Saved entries
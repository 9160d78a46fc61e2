//! Authentication endpoints: login, current-user lookup, logout.

use crate::client::PanelClient;
use crate::error::{ClientError, Result};
use crate::types::{CredentialStrategy, LoginRequest, LoginResponse};
use reqwest::Method;
use scribe_core::types::Identity;
use tracing::{debug, info, warn};

impl PanelClient {
    /// Login with username and password.
    ///
    /// On success the issued token replaces the current credential strategy,
    /// so subsequent calls authenticate as this user.
    pub async fn login(&self, username: &str, password: &str) -> Result<LoginResponse> {
        debug!(username = %username, "attempting login");

        let request = LoginRequest {
            username: username.to_string(),
            password: password.to_string(),
        };

        let builder = self.request(Method::POST, "/login").await?.json(&request);

        // A 401 here means rejected credentials, not an expired session.
        let response = match self.execute(builder).await {
            Ok(response) => response,
            Err(ClientError::Unauthenticated) => {
                warn!(username = %username, "login rejected");
                return Err(ClientError::LoginFailed(
                    "invalid username or password".to_string(),
                ));
            }
            Err(e) => return Err(e),
        };

        let login: LoginResponse = response
            .json()
            .await
            .map_err(|e| ClientError::MalformedResponse(e.to_string()))?;

        info!(username = %login.username, role = %login.role, "login successful");

        self.set_credentials(CredentialStrategy::BearerToken(login.access_token.clone()))
            .await;

        Ok(login)
    }

    /// Get the identity of the current session via `/me`.
    pub async fn current_user(&self) -> Result<Identity> {
        let identity: Identity = self.get_json("/me").await?;
        debug!(username = %identity.username, role = %identity.role, "resolved current user");
        Ok(identity)
    }

    /// End the server-side session via `POST /logout`.
    ///
    /// On success a bearer token is discarded; the server has already
    /// invalidated it. Local cache keys are the caller's to clear.
    pub async fn logout(&self) -> Result<()> {
        let builder = self.request(Method::POST, "/logout").await?;
        self.execute(builder).await?;

        if matches!(
            self.credentials().await,
            CredentialStrategy::BearerToken(_)
        ) {
            self.set_credentials(CredentialStrategy::None).await;
        }

        info!("logged out");
        Ok(())
    }
}
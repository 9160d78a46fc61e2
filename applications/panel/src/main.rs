/// Scribe Panel - terminal front end for a Scribe blog server
use anyhow::Context;
use clap::{Parser, Subcommand};
use scribe_core::types::Identity;
use scribe_server_client::{ClientConfig, CredentialStrategy, PanelClient};
use scribe_sidebar::{
    load_user_directory, store_identity, FileSessionStore, IdentitySource, SessionStore,
    SidebarController, SidebarState, TextSurface, KEY_ACCESS_TOKEN,
};
use std::sync::Arc;
use tracing_subscriber::{layer::SubscriberExt, util::SubscriberInitExt};

mod config;

use config::{AuthTransport, PanelConfig};

#[derive(Parser)]
#[command(name = "scribe-panel")]
#[command(about = "Terminal panel for a Scribe blog server", long_about = None)]
struct Cli {
    #[command(subcommand)]
    command: Commands,
}

#[derive(Subcommand)]
enum Commands {
    /// Render the sidebar menu
    Sidebar {
        /// Verify the identity against the server instead of trusting the cache
        #[arg(short, long)]
        verified: bool,
    },
    /// List the users known to the server
    Users,
    /// List all posts
    Posts,
    /// Login and cache the session locally
    Login {
        /// Username
        #[arg(short, long)]
        username: String,
        /// Password
        #[arg(short, long)]
        password: String,
    },
    /// End the session and clear the cached identity
    Logout,
}

#[tokio::main]
async fn main() -> anyhow::Result<()> {
    // Initialize tracing
    tracing_subscriber::registry()
        .with(
            tracing_subscriber::EnvFilter::try_from_default_env()
                .unwrap_or_else(|_| "scribe_panel=info,scribe_server_client=info".into()),
        )
        .with(tracing_subscriber::fmt::layer())
        .init();

    let cli = Cli::parse();
    let config = PanelConfig::load()?;

    let store = FileSessionStore::open(&config.session.cache_path)
        .context("opening session cache")?;

    let credentials = match config.server.auth {
        AuthTransport::Cookie => CredentialStrategy::AmbientCookie,
        AuthTransport::Bearer => store
            .get(KEY_ACCESS_TOKEN)
            .map(CredentialStrategy::BearerToken)
            .unwrap_or_default(),
    };

    let client = Arc::new(PanelClient::new(ClientConfig::with_credentials(
        config.server.url.clone(),
        credentials,
    ))?);

    tracing::debug!(url = %config.server.url, auth = ?config.server.auth, "panel configured");

    match cli.command {
        Commands::Sidebar { verified } => sidebar(client, store, verified).await,
        Commands::Users => users(&client).await,
        Commands::Posts => posts(&client).await,
        Commands::Login { username, password } => {
            login(&client, store, &username, &password).await
        }
        Commands::Logout => logout(client, store).await,
    }
}

async fn sidebar(
    client: Arc<PanelClient>,
    store: FileSessionStore,
    verified: bool,
) -> anyhow::Result<()> {
    let source = if verified {
        IdentitySource::Verified
    } else {
        IdentitySource::Cached
    };

    let mut controller = SidebarController::new(client, TextSurface::new(), store);
    controller.load(source).await?;
    print!("{}", controller.surface().contents());
    Ok(())
}

async fn users(client: &PanelClient) -> anyhow::Result<()> {
    let mut surface = TextSurface::new();
    let directory = load_user_directory(client, &mut surface).await;
    print!("{}", surface.contents());

    if directory.is_empty() {
        println!("(no users)");
    } else {
        for (id, username) in directory.iter() {
            println!("{id:>6}  {username}");
        }
    }
    Ok(())
}

async fn posts(client: &PanelClient) -> anyhow::Result<()> {
    let posts = client.list_posts().await.context("fetching posts")?;

    if posts.is_empty() {
        println!("(no posts)");
    } else {
        for post in posts {
            println!("{:>6}  {}  (user {})", post.id, post.title, post.user_id);
        }
    }
    Ok(())
}

async fn login(
    client: &PanelClient,
    mut store: FileSessionStore,
    username: &str,
    password: &str,
) -> anyhow::Result<()> {
    let login = client.login(username, password).await?;

    store_identity(
        &mut store,
        &Identity::new(login.username.clone(), login.role),
        Some(&login.access_token),
    )?;

    println!("logged in as {} ({})", login.username, login.role);
    Ok(())
}

async fn logout(client: Arc<PanelClient>, store: FileSessionStore) -> anyhow::Result<()> {
    let mut controller = SidebarController::new(client, TextSurface::new(), store);
    controller.load(IdentitySource::Cached).await?;
    controller.logout().await?;

    match controller.state() {
        SidebarState::RedirectedLoggedOut => println!("logged out"),
        _ => println!("logout failed; session left in place"),
    }
    Ok(())
}
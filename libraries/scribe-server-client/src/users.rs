//! Users endpoints.

use crate::client::PanelClient;
use crate::error::Result;
use scribe_core::types::{UserDirectory, UserRecord};
use tracing::debug;

impl PanelClient {
    /// Fetch the raw user list from `GET /users/`.
    pub async fn list_users(&self) -> Result<Vec<UserRecord>> {
        let users: Vec<UserRecord> = self.get_json("/users/").await?;
        debug!(count = users.len(), "fetched user list");
        Ok(users)
    }

    /// Fetch the user list and collapse it into an id-to-username directory.
    ///
    /// The returned directory is built from this fetch alone; it replaces
    /// whatever the caller held before, it is never merged into it.
    pub async fn fetch_user_directory(&self) -> Result<UserDirectory> {
        let users = self.list_users().await?;
        Ok(UserDirectory::from_records(users))
    }

    /// Fetch a single user by id from `GET /users/{id}`.
    pub async fn get_user(&self, id: i64) -> Result<UserRecord> {
        self.get_json(&format!("/users/{id}")).await
    }
}
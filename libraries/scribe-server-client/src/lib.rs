//! Scribe Server Client
//!
//! Session-aware HTTP client for the Scribe backend API.
//!
//! # Features
//!
//! - **Credential strategies**: ambient cookie, bearer token, custom headers
//! - **Response classification**: 401 vs other HTTP errors vs malformed
//!   bodies vs unreachable server
//! - **Typed endpoints**: users list (collapsed into an id-to-username
//!   directory), current user, posts, login/logout
//!
//! # Example
//!
//! ```ignore
//! use scribe_server_client::{ClientConfig, CredentialStrategy, PanelClient};
//!
//! #[tokio::main]
//! async fn main() -> Result<(), Box<dyn std::error::Error>> {
//!     let config = ClientConfig::new("http://localhost:8000");
//!     let client = PanelClient::new(config)?;
//!
//!     let login = client.login("alice", "secret").await?;
//!     println!("logged in as {}", login.username);
//!
//!     let directory = client.fetch_user_directory().await?;
//!     println!("{} users known", directory.len());
//!
//!     client.logout().await?;
//!     Ok(())
//! }
//! ```

mod auth;
mod client;
mod error;
mod posts;
mod types;
mod users;

// Re-export main types
pub use client::PanelClient;
pub use error::{ClientError, Result};
pub use types::{ClientConfig, CredentialStrategy, LoginRequest, LoginResponse};
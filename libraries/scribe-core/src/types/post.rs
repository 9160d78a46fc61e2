/// Post domain type
use serde::{Deserialize, Serialize};

/// A blog post as returned by the posts endpoint.
#[derive(Debug, Clone, PartialEq, Eq, Serialize, Deserialize)]
pub struct PostRecord {
    /// Unique post identifier
    pub id: i64,
    /// Post title
    pub title: String,
    /// Post body
    pub content: String,
    /// Id of the owning user
    pub user_id: i64,
}
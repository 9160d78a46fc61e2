//! Behavior tests for the Scribe panel client.
//!
//! These use a mock server to verify classification and endpoint behavior
//! without a real backend.

use scribe_server_client::{ClientConfig, ClientError, CredentialStrategy, PanelClient};
use wiremock::matchers::{header, method, path};
use wiremock::{Mock, MockServer, ResponseTemplate};

fn client_for(server: &MockServer, credentials: CredentialStrategy) -> PanelClient {
    PanelClient::new(ClientConfig::with_credentials(server.uri(), credentials))
        .expect("valid mock server url")
}

// =============================================================================
// Users Endpoint
// =============================================================================

mod users {
    use super::*;

    #[tokio::test]
    async fn fetch_builds_directory_from_records() {
        let server = MockServer::start().await;

        Mock::given(method("GET"))
            .and(path("/users/"))
            .respond_with(ResponseTemplate::new(200).set_body_json(serde_json::json!([
                {"id": 1, "username": "alice", "email": "alice@example.com", "role": "admin"},
                {"id": 2, "username": "bob", "email": "bob@example.com", "role": "user"},
            ])))
            .mount(&server)
            .await;

        let client = client_for(&server, CredentialStrategy::AmbientCookie);
        let directory = client.fetch_user_directory().await.unwrap();

        assert_eq!(directory.len(), 2);
        assert_eq!(directory.username(1), Some("alice"));
        assert_eq!(directory.username(2), Some("bob"));
    }

    #[tokio::test]
    async fn refetch_fully_replaces_previous_directory() {
        let server = MockServer::start().await;

        Mock::given(method("GET"))
            .and(path("/users/"))
            .respond_with(ResponseTemplate::new(200).set_body_json(serde_json::json!([
                {"id": 1, "username": "alice"},
                {"id": 2, "username": "bob"},
            ])))
            .up_to_n_times(1)
            .mount(&server)
            .await;

        Mock::given(method("GET"))
            .and(path("/users/"))
            .respond_with(ResponseTemplate::new(200).set_body_json(serde_json::json!([
                {"id": 3, "username": "carol"},
            ])))
            .mount(&server)
            .await;

        let client = client_for(&server, CredentialStrategy::AmbientCookie);

        let first = client.fetch_user_directory().await.unwrap();
        assert_eq!(first.len(), 2);

        let second = client.fetch_user_directory().await.unwrap();
        assert_eq!(second.len(), 1);
        assert_eq!(second.username(3), Some("carol"));
        // No stale entries survive the new fetch.
        assert_eq!(second.username(1), None);
        assert_eq!(second.username(2), None);
    }

    #[tokio::test]
    async fn expired_session_maps_to_unauthenticated() {
        let server = MockServer::start().await;

        Mock::given(method("GET"))
            .and(path("/users/"))
            .respond_with(ResponseTemplate::new(401))
            .mount(&server)
            .await;

        let client = client_for(&server, CredentialStrategy::AmbientCookie);
        let result = client.fetch_user_directory().await;

        assert!(matches!(result, Err(ClientError::Unauthenticated)));
    }

    #[tokio::test]
    async fn server_failure_maps_to_http_error() {
        let server = MockServer::start().await;

        Mock::given(method("GET"))
            .and(path("/users/"))
            .respond_with(ResponseTemplate::new(500).set_body_string("boom"))
            .mount(&server)
            .await;

        let client = client_for(&server, CredentialStrategy::AmbientCookie);

        match client.fetch_user_directory().await {
            Err(ClientError::Http { status, message }) => {
                assert_eq!(status, 500);
                assert_eq!(message, "boom");
            }
            other => panic!("expected Http error, got {other:?}"),
        }
    }

    #[tokio::test]
    async fn non_json_body_maps_to_malformed_response() {
        let server = MockServer::start().await;

        Mock::given(method("GET"))
            .and(path("/users/"))
            .respond_with(ResponseTemplate::new(200).set_body_string("<html>not json</html>"))
            .mount(&server)
            .await;

        let client = client_for(&server, CredentialStrategy::AmbientCookie);
        let result = client.list_users().await;

        assert!(matches!(result, Err(ClientError::MalformedResponse(_))));
    }

    #[tokio::test]
    async fn bearer_strategy_sends_authorization_header() {
        let server = MockServer::start().await;

        Mock::given(method("GET"))
            .and(path("/users/"))
            .and(header("authorization", "Bearer secret-token"))
            .respond_with(ResponseTemplate::new(200).set_body_json(serde_json::json!([])))
            .expect(1)
            .mount(&server)
            .await;

        let client = client_for(
            &server,
            CredentialStrategy::BearerToken("secret-token".to_string()),
        );
        let directory = client.fetch_user_directory().await.unwrap();

        assert!(directory.is_empty());
    }

    #[tokio::test]
    async fn custom_header_strategy_sends_configured_headers() {
        let server = MockServer::start().await;

        Mock::given(method("GET"))
            .and(path("/users/"))
            .and(header("x-session-key", "abc123"))
            .respond_with(ResponseTemplate::new(200).set_body_json(serde_json::json!([])))
            .expect(1)
            .mount(&server)
            .await;

        let client = client_for(
            &server,
            CredentialStrategy::CustomHeaders(vec![(
                "x-session-key".to_string(),
                "abc123".to_string(),
            )]),
        );

        assert!(client.fetch_user_directory().await.is_ok());
    }

    #[tokio::test]
    async fn unreachable_server_maps_to_unreachable() {
        // Port 9 (discard) is not listening.
        let client = PanelClient::new(ClientConfig::new("http://127.0.0.1:9")).unwrap();
        let result = client.list_users().await;

        assert!(matches!(result, Err(ClientError::Unreachable(_))));
    }
}

// =============================================================================
// Identity Endpoint
// =============================================================================

mod current_user {
    use super::*;
    use scribe_core::types::Role;

    #[tokio::test]
    async fn me_returns_identity() {
        let server = MockServer::start().await;

        Mock::given(method("GET"))
            .and(path("/me"))
            .respond_with(ResponseTemplate::new(200).set_body_json(serde_json::json!({
                "username": "carol",
                "role": "admin",
            })))
            .mount(&server)
            .await;

        let client = client_for(&server, CredentialStrategy::AmbientCookie);
        let identity = client.current_user().await.unwrap();

        assert_eq!(identity.username, "carol");
        assert_eq!(identity.role, Role::Admin);
    }

    #[tokio::test]
    async fn me_403_maps_to_http_error() {
        let server = MockServer::start().await;

        Mock::given(method("GET"))
            .and(path("/me"))
            .respond_with(ResponseTemplate::new(403))
            .mount(&server)
            .await;

        let client = client_for(&server, CredentialStrategy::AmbientCookie);

        match client.current_user().await {
            Err(ClientError::Http { status, .. }) => assert_eq!(status, 403),
            other => panic!("expected Http error, got {other:?}"),
        }
    }

    #[tokio::test]
    async fn me_401_maps_to_unauthenticated() {
        let server = MockServer::start().await;

        Mock::given(method("GET"))
            .and(path("/me"))
            .respond_with(ResponseTemplate::new(401))
            .mount(&server)
            .await;

        let client = client_for(&server, CredentialStrategy::AmbientCookie);

        assert!(matches!(
            client.current_user().await,
            Err(ClientError::Unauthenticated)
        ));
    }
}

// =============================================================================
// Login / Logout
// =============================================================================

mod auth {
    use super::*;

    #[tokio::test]
    async fn login_stores_token_for_subsequent_requests() {
        let server = MockServer::start().await;

        Mock::given(method("POST"))
            .and(path("/login"))
            .respond_with(ResponseTemplate::new(200).set_body_json(serde_json::json!({
                "access_token": "tok-1",
                "username": "alice",
                "role": "admin",
            })))
            .mount(&server)
            .await;

        Mock::given(method("GET"))
            .and(path("/me"))
            .and(header("authorization", "Bearer tok-1"))
            .respond_with(ResponseTemplate::new(200).set_body_json(serde_json::json!({
                "username": "alice",
                "role": "admin",
            })))
            .expect(1)
            .mount(&server)
            .await;

        let client = client_for(&server, CredentialStrategy::None);

        let login = client.login("alice", "secret").await.unwrap();
        assert_eq!(login.username, "alice");
        assert_eq!(
            client.credentials().await,
            CredentialStrategy::BearerToken("tok-1".to_string())
        );

        // The stored token rides on the next request.
        let identity = client.current_user().await.unwrap();
        assert_eq!(identity.username, "alice");
    }

    #[tokio::test]
    async fn rejected_login_maps_to_login_failed() {
        let server = MockServer::start().await;

        Mock::given(method("POST"))
            .and(path("/login"))
            .respond_with(ResponseTemplate::new(401))
            .mount(&server)
            .await;

        let client = client_for(&server, CredentialStrategy::None);
        let result = client.login("alice", "wrong").await;

        assert!(matches!(result, Err(ClientError::LoginFailed(_))));
        assert_eq!(client.credentials().await, CredentialStrategy::None);
    }

    #[tokio::test]
    async fn logout_discards_bearer_token() {
        let server = MockServer::start().await;

        Mock::given(method("POST"))
            .and(path("/logout"))
            .respond_with(ResponseTemplate::new(200))
            .mount(&server)
            .await;

        let client = client_for(
            &server,
            CredentialStrategy::BearerToken("tok-1".to_string()),
        );

        client.logout().await.unwrap();
        assert_eq!(client.credentials().await, CredentialStrategy::None);
    }

    #[tokio::test]
    async fn failed_logout_keeps_credentials() {
        let server = MockServer::start().await;

        Mock::given(method("POST"))
            .and(path("/logout"))
            .respond_with(ResponseTemplate::new(500))
            .mount(&server)
            .await;

        let client = client_for(
            &server,
            CredentialStrategy::BearerToken("tok-1".to_string()),
        );

        assert!(matches!(
            client.logout().await,
            Err(ClientError::Http { status: 500, .. })
        ));
        assert_eq!(
            client.credentials().await,
            CredentialStrategy::BearerToken("tok-1".to_string())
        );
    }
}

// =============================================================================
// Posts Endpoint
// =============================================================================

mod posts {
    use super::*;

    #[tokio::test]
    async fn list_posts_parses_records() {
        let server = MockServer::start().await;

        Mock::given(method("GET"))
            .and(path("/posts/"))
            .respond_with(ResponseTemplate::new(200).set_body_json(serde_json::json!([
                {"id": 1, "title": "Hello", "content": "First post", "user_id": 1},
                {"id": 2, "title": "Again", "content": "Second post", "user_id": 2},
            ])))
            .mount(&server)
            .await;

        let client = client_for(&server, CredentialStrategy::AmbientCookie);
        let posts = client.list_posts().await.unwrap();

        assert_eq!(posts.len(), 2);
        assert_eq!(posts[0].title, "Hello");
        assert_eq!(posts[1].user_id, 2);
    }
}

▸ The problem
Copy out, in full, each line above that has the word "crate" in it.

▸ Expected answer
use crate::client::PanelClient;
use crate::error::{ClientError, Result};
use crate::types::{CredentialStrategy, LoginRequest, LoginResponse};
use crate::client::PanelClient;
use crate::error::Result;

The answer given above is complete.